Task goal = What lines of the material below hold the string "capacity"? Copy them out.

Provided entries =
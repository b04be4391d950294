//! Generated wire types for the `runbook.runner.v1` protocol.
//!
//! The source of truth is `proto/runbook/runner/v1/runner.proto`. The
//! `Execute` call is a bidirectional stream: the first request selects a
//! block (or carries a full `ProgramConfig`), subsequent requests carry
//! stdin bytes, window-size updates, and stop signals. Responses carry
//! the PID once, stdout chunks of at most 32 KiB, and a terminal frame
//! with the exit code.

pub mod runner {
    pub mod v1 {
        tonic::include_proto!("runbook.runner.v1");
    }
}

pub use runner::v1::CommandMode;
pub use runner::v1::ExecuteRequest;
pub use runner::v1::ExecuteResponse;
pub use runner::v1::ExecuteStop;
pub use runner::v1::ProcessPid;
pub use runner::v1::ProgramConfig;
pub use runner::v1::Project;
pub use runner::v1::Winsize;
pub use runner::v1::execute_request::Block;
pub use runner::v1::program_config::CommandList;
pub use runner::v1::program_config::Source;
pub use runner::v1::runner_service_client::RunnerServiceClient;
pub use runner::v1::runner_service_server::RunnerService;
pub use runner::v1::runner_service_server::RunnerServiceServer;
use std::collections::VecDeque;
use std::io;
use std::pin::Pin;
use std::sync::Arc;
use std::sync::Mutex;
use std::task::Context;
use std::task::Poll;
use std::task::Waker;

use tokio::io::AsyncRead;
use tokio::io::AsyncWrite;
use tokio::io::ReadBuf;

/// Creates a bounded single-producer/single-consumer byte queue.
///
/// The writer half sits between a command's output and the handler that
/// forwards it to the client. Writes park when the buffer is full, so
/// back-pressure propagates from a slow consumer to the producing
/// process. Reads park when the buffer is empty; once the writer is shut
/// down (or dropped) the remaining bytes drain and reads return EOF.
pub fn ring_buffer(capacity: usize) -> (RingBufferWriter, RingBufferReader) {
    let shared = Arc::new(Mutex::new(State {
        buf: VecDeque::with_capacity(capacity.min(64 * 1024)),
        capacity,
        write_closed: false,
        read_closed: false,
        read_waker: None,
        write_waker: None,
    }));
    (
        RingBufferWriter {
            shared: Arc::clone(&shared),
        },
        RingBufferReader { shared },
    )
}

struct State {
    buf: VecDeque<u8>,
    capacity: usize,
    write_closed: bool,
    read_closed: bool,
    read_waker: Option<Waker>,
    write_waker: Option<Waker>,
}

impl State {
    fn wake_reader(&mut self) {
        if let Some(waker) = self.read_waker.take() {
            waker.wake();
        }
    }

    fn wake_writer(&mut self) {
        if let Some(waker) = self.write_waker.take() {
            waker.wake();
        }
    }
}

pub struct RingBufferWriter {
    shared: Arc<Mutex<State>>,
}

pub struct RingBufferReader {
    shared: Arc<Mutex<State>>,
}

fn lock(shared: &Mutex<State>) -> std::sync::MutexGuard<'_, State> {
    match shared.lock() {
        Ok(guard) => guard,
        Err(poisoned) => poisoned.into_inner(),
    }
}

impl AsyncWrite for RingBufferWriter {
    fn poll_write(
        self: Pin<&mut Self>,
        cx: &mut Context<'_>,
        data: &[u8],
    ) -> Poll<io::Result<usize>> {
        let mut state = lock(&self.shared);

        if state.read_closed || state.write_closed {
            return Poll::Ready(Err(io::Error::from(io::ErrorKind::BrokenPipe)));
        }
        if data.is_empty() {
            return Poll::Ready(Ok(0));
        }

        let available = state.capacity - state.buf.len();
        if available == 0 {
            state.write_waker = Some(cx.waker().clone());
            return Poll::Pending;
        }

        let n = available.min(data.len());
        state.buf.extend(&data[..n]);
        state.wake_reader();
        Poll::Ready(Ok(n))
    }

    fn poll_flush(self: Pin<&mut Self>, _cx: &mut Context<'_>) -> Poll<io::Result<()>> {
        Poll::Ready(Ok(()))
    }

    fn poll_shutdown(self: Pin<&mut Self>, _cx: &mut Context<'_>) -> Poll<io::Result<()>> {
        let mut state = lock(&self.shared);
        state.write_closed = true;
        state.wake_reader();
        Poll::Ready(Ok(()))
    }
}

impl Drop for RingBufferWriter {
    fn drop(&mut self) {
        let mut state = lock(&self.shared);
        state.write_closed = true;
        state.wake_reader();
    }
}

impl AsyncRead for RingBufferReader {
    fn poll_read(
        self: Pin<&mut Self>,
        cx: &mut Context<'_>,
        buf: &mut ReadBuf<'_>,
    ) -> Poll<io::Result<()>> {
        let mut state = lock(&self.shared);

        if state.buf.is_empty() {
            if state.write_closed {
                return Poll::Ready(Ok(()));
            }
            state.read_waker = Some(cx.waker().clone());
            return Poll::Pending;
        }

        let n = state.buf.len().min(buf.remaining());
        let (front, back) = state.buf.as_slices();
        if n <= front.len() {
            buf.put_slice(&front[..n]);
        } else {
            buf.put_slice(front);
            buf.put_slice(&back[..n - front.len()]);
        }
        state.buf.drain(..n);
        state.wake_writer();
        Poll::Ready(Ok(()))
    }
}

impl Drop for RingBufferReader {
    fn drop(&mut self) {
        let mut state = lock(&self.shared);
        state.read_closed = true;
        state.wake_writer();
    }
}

Written answer =
pub fn ring_buffer(capacity: usize) -> (RingBufferWriter, RingBufferReader) {
        buf: VecDeque::with_capacity(capacity.min(64 * 1024)),
        capacity,
    capacity: usize,
        let available = state.capacity - state.buf.len();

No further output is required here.